# Work item
In the entries below, how many lines contain the word "reason"? State the number and nothing more.

---------- Input records

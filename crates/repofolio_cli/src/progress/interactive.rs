use std::sync::Mutex;
use std::time::Duration;

use console::style;
use indicatif::{MultiProgress, ProgressBar, ProgressStyle};
use repofolio::PipelineProgress;

/// Consolidated progress state behind a single lock.
#[derive(Default)]
struct ProgressState {
    /// Spinner while the account is listed.
    fetch_bar: Option<ProgressBar>,
    /// One tick per enriched repository.
    enrich_bar: Option<ProgressBar>,
    /// One tick per screenshot handled.
    mirror_bar: Option<ProgressBar>,
    mirror_failures: usize,
}

/// Interactive progress reporter using indicatif.
pub struct InteractiveReporter {
    multi: MultiProgress,
    state: Mutex<ProgressState>,
}

impl InteractiveReporter {
    pub fn new() -> Self {
        Self {
            multi: MultiProgress::new(),
            state: Mutex::new(ProgressState::default()),
        }
    }

    /// Reporter that draws nothing.
    #[cfg(test)]
    pub fn hidden() -> Self {
        Self {
            multi: MultiProgress::with_draw_target(indicatif::ProgressDrawTarget::hidden()),
            state: Mutex::new(ProgressState::default()),
        }
    }

    #[cfg(test)]
    pub fn enrich_position(&self) -> Option<u64> {
        let state = self.state.lock().unwrap_or_else(|e| e.into_inner());
        state.enrich_bar.as_ref().map(ProgressBar::position)
    }

    fn counted_bar(&self, total: usize, prefix: &str) -> ProgressBar {
        let pb = self.multi.add(ProgressBar::new(total as u64));
        pb.set_style(Self::bar_style());
        pb.set_prefix(format!("{:10}", prefix));
        pb
    }

    fn note(&self, line: String) {
        self.multi.println(line).ok();
    }

    pub fn handle(&self, event: PipelineProgress) {
        let mut state = self.state.lock().unwrap_or_else(|e| e.into_inner());

        match event {
            PipelineProgress::FetchingRepos { username } => {
                let pb = self.multi.add(ProgressBar::new_spinner());
                pb.set_style(Self::spinner_style());
                pb.enable_steady_tick(Duration::from_millis(100));
                pb.set_prefix(format!("{:10}", username));
                pb.set_message("Listing repositories...");
                state.fetch_bar = Some(pb);
            }

            PipelineProgress::FetchComplete { total } => {
                if let Some(ref pb) = state.fetch_bar {
                    pb.finish_with_message(format!("{} repositories listed", total));
                }
            }

            PipelineProgress::EnrichingRepos { total } => {
                let pb = self.counted_bar(total, "enrich");
                pb.set_message("Fetching topics, READMEs and languages...");
                state.enrich_bar = Some(pb);
            }

            PipelineProgress::RepoEnriched { name, .. } => {
                if let Some(ref pb) = state.enrich_bar {
                    pb.inc(1);
                    pb.set_message(name);
                }
            }

            PipelineProgress::EnrichComplete { total } => {
                if let Some(ref pb) = state.enrich_bar {
                    pb.finish_with_message(format!("{} repositories enriched", total));
                }
            }

            PipelineProgress::FilterComplete { removed, remaining } => {
                if removed > 0 {
                    self.note(format!(
                        "{} Excluded {} repositories by topic, {} remain",
                        style("-").dim(),
                        removed,
                        remaining
                    ));
                }
            }

            PipelineProgress::CheckComplete { changed, unchanged } => {
                let marker = if changed == 0 {
                    style("✓").green()
                } else {
                    style("~").yellow()
                };
                self.note(format!(
                    "{} {} changed, {} unchanged",
                    marker, changed, unchanged
                ));
            }

            PipelineProgress::MirroringScreenshots { total } => {
                let pb = self.counted_bar(total, "images");
                pb.set_message("Mirroring screenshots...");
                state.mirror_bar = Some(pb);
            }

            PipelineProgress::ScreenshotMirrored { name, .. }
            | PipelineProgress::ScreenshotSkipped { name } => {
                if let Some(ref pb) = state.mirror_bar {
                    pb.inc(1);
                    pb.set_message(name);
                }
            }

            PipelineProgress::ScreenshotFailed { name, error } => {
                state.mirror_failures += 1;
                if let Some(ref pb) = state.mirror_bar {
                    pb.inc(1);
                }
                self.note(format!(
                    "{} Screenshot for {}: {}",
                    style("!").yellow(),
                    name,
                    error
                ));
            }

            PipelineProgress::SnapshotSaved { path, total } => {
                if let Some(ref pb) = state.mirror_bar
                    && !pb.is_finished()
                {
                    let message = match state.mirror_failures {
                        0 => "Screenshots mirrored".to_string(),
                        n => format!("Screenshots mirrored ({} failed)", n),
                    };
                    pb.finish_with_message(message);
                }
                self.note(format!(
                    "{} Saved {} repositories to {}",
                    style("✓").green(),
                    total,
                    path
                ));
            }

            PipelineProgress::SnapshotWriteSkipped { reason } => {
                self.note(format!(
                    "{} Snapshot not written: {}",
                    style("!").yellow(),
                    reason
                ));
            }

            _ => {}
        }
    }

    pub fn finish(&self) {
        let state = self.state.lock().unwrap_or_else(|e| e.into_inner());
        for pb in [&state.fetch_bar, &state.enrich_bar, &state.mirror_bar]
            .into_iter()
            .flatten()
        {
            if !pb.is_finished() {
                pb.finish();
            }
        }
    }

    fn spinner_style() -> ProgressStyle {
        ProgressStyle::default_spinner()
            .template("{prefix:.bold.cyan} {spinner:.green} {msg}")
            .expect("Invalid template")
            .tick_chars("⠋⠙⠹⠸⠼⠴⠦⠧⠇⠏")
    }

    fn bar_style() -> ProgressStyle {
        ProgressStyle::default_bar()
            .template("{prefix:.bold.cyan} [{bar:40.cyan/blue}] {pos:>3}/{len:3} {msg}")
            .expect("Invalid template")
            .progress_chars("█▓░")
    }
}

impl Default for InteractiveReporter {
    fn default() -> Self {
        Self::new()
    }
}

#[cfg(test)]
mod tests {
    use super::*;

    #[test]
    fn test_enrich_bar_tracks_repositories() {
        let reporter = InteractiveReporter::hidden();
        assert_eq!(reporter.enrich_position(), None);

        reporter.handle(PipelineProgress::EnrichingRepos { total: 3 });
        for name in ["a", "b"] {
            reporter.handle(PipelineProgress::RepoEnriched {
                name: name.to_string(),
                has_readme: false,
                has_screenshot: false,
            });
        }
        assert_eq!(reporter.enrich_position(), Some(2));

        reporter.handle(PipelineProgress::EnrichComplete { total: 3 });
        reporter.finish();
    }

    #[test]
    fn test_mirror_failures_are_counted() {
        let reporter = InteractiveReporter::hidden();
        reporter.handle(PipelineProgress::MirroringScreenshots { total: 2 });
        reporter.handle(PipelineProgress::ScreenshotFailed {
            name: "a".to_string(),
            error: "HTTP 404".to_string(),
        });
        reporter.handle(PipelineProgress::ScreenshotSkipped {
            name: "b".to_string(),
        });

        let state = reporter.state.lock().unwrap();
        assert_eq!(state.mirror_failures, 1);
        assert_eq!(state.mirror_bar.as_ref().unwrap().position(), 2);
    }

    #[test]
    fn test_events_without_bars_are_ignored() {
        let reporter = InteractiveReporter::hidden();
        reporter.handle(PipelineProgress::RepoEnriched {
            name: "orphan".to_string(),
            has_readme: true,
            has_screenshot: true,
        });
        reporter.handle(PipelineProgress::FetchComplete { total: 0 });
        reporter.finish();
        assert_eq!(reporter.enrich_position(), None);
    }
}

--------------------

# Exercise result
2